Where a line holds the word "Ordering", copy it from the records.

(PROVIDED RECORDS Opens)

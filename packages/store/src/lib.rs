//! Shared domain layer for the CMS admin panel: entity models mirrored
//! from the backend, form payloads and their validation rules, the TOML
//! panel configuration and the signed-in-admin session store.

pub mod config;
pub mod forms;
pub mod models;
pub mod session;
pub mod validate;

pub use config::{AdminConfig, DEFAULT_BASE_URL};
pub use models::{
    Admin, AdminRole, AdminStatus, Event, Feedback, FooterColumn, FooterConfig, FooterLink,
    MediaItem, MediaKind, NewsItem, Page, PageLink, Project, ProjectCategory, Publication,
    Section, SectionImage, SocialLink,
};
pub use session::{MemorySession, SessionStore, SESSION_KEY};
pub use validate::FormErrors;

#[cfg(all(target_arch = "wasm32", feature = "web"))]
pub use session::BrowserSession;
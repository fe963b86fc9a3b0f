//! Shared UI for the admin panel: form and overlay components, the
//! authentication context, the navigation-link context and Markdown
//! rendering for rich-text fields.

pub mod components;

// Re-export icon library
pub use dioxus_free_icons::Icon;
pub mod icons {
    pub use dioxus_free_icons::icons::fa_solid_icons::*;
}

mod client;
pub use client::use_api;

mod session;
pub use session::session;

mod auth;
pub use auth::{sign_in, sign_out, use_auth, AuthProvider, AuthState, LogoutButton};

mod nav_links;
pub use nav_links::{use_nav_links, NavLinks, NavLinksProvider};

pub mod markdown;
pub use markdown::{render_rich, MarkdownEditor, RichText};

(PROVIDED RECORDS Closes)
(PROVIDED RECORDS Opens)

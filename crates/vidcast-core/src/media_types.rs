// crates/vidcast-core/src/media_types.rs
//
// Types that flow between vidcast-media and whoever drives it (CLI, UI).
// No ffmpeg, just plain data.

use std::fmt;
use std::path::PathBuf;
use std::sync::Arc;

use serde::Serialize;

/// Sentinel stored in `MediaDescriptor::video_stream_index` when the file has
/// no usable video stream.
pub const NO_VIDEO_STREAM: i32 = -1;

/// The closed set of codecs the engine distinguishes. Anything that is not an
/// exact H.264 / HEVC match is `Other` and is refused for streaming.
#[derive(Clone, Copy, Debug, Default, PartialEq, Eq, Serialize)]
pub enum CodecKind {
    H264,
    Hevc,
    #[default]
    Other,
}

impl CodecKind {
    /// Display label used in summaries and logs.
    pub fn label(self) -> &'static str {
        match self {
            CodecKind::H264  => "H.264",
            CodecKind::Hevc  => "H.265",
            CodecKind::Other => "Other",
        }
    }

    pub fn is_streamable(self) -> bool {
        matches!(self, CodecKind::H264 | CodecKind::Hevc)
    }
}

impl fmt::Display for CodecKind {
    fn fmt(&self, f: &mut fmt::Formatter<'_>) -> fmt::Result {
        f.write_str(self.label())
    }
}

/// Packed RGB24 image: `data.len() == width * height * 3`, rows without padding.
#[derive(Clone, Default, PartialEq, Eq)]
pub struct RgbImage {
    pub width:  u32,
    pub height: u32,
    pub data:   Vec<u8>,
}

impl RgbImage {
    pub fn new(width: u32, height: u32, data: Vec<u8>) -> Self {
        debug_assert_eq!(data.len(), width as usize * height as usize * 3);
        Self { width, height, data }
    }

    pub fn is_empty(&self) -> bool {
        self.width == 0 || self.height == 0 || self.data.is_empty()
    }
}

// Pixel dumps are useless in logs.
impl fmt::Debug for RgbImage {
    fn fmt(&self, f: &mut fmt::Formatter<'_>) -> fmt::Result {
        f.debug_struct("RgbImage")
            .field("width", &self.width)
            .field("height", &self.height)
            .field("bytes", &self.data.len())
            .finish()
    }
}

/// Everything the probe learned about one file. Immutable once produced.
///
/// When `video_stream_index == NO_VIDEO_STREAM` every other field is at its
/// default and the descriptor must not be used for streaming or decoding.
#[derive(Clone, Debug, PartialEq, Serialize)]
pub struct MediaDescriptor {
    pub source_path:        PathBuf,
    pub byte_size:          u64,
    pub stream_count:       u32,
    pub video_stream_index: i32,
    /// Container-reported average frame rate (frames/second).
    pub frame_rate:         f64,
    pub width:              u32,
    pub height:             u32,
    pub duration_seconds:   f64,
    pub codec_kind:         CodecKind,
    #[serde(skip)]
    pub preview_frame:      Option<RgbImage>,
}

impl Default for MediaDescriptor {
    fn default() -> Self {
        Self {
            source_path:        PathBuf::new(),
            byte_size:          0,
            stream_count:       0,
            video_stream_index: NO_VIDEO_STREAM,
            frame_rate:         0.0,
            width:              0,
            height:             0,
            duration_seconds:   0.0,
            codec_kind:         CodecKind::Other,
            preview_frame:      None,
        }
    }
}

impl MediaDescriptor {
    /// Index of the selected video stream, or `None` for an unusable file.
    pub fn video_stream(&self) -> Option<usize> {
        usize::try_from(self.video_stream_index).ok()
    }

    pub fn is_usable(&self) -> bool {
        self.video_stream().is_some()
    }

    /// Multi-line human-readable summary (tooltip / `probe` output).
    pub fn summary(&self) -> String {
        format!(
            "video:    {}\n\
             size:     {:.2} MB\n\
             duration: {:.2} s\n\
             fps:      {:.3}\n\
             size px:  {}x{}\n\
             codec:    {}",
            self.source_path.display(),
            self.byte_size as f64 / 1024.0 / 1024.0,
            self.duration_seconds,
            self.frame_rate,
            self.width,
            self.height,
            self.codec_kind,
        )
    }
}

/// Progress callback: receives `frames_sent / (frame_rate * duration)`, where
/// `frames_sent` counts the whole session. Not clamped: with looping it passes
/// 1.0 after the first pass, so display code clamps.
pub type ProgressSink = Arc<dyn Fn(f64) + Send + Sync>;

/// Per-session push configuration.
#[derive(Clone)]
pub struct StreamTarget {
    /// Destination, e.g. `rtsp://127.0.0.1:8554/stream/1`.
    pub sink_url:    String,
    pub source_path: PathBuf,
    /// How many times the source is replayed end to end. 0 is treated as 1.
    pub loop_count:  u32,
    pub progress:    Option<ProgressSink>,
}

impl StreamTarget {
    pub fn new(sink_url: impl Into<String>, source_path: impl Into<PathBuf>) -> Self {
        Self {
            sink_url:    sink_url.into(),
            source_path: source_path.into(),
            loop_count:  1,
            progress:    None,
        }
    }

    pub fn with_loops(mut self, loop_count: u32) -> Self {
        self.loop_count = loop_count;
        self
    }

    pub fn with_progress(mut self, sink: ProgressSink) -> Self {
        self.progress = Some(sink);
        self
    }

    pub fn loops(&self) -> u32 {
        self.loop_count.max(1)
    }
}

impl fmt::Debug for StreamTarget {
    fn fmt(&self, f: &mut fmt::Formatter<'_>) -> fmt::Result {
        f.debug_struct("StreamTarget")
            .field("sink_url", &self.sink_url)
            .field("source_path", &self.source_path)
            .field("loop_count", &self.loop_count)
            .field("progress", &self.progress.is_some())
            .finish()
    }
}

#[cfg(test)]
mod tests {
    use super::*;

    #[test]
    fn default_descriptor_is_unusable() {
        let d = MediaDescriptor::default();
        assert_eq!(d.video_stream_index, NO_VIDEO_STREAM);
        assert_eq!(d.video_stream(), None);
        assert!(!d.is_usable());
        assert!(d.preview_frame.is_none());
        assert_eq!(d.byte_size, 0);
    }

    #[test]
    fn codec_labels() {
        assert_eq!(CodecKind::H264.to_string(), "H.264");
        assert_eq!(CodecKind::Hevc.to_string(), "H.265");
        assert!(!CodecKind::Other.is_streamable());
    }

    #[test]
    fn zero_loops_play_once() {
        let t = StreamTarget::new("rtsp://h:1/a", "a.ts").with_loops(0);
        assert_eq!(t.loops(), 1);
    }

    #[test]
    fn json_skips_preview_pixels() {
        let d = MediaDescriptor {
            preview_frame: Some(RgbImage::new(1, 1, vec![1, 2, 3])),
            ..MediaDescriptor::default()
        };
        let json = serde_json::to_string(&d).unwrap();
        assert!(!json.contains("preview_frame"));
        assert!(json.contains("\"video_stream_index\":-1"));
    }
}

(PROVIDED RECORDS Closes)
(PROVIDED RECORDS Opens)

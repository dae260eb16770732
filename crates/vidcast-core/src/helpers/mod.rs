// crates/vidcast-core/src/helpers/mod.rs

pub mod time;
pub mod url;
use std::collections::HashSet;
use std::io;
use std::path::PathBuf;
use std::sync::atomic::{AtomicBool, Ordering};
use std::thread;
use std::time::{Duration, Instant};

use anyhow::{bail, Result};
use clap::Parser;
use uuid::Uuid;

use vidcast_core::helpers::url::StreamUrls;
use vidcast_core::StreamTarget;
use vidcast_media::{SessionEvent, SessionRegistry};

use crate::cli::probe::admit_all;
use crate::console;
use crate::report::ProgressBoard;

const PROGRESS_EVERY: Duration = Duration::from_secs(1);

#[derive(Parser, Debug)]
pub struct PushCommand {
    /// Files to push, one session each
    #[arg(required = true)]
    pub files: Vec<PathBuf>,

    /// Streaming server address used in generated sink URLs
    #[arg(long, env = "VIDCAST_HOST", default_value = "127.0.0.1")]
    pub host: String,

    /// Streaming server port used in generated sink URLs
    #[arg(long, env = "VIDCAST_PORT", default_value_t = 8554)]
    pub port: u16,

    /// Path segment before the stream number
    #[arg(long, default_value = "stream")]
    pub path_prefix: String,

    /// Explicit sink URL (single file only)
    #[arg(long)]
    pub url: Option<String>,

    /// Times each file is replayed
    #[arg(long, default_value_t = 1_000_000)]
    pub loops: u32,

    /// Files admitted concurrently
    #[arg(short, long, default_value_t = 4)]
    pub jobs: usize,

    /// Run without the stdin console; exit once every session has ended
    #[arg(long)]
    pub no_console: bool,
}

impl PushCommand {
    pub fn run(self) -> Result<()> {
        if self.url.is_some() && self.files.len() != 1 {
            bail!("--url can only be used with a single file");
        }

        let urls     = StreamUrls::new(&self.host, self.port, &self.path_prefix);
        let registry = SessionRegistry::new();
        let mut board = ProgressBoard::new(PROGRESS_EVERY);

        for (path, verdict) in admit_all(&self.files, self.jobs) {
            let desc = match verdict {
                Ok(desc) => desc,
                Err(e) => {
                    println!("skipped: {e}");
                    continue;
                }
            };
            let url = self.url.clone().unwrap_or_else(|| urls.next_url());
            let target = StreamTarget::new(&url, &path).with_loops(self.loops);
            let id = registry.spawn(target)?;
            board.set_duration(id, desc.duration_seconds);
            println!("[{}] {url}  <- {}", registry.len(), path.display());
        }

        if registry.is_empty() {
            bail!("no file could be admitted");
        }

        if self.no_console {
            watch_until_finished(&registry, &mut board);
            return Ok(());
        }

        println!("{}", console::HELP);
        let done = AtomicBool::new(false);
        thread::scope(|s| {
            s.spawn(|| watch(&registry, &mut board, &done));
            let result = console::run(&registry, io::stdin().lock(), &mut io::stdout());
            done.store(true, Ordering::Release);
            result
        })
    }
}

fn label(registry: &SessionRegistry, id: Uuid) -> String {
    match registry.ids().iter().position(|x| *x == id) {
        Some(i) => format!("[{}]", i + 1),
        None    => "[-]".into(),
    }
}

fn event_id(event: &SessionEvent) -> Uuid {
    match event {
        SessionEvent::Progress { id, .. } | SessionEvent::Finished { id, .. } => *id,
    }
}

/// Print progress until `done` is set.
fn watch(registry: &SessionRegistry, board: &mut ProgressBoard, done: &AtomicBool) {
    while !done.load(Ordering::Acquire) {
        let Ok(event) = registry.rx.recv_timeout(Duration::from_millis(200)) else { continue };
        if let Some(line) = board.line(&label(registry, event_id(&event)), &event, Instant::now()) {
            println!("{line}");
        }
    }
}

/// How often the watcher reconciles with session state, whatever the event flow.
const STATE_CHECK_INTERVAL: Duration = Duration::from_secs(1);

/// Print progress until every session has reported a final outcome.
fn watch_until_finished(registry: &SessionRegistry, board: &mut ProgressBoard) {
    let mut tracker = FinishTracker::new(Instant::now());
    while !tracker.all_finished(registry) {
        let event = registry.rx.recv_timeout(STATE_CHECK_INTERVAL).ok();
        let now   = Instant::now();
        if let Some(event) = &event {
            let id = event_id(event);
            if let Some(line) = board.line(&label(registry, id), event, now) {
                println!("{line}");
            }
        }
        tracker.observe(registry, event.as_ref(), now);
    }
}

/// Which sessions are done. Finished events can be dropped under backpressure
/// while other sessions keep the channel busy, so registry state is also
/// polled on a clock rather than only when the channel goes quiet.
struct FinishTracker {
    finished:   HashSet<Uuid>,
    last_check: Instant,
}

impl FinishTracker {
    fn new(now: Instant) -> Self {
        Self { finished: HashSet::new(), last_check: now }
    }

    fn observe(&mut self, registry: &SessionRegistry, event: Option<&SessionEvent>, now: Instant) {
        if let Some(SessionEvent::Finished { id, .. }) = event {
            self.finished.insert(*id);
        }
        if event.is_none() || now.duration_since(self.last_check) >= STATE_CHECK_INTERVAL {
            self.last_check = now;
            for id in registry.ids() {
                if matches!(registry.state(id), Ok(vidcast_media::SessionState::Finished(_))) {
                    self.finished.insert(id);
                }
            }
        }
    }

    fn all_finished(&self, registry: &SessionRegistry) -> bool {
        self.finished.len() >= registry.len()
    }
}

(PROVIDED RECORDS Closes)

§ REPLY
use std::sync::atomic::{AtomicBool, Ordering};
            done.store(true, Ordering::Release);
    while !done.load(Ordering::Acquire) {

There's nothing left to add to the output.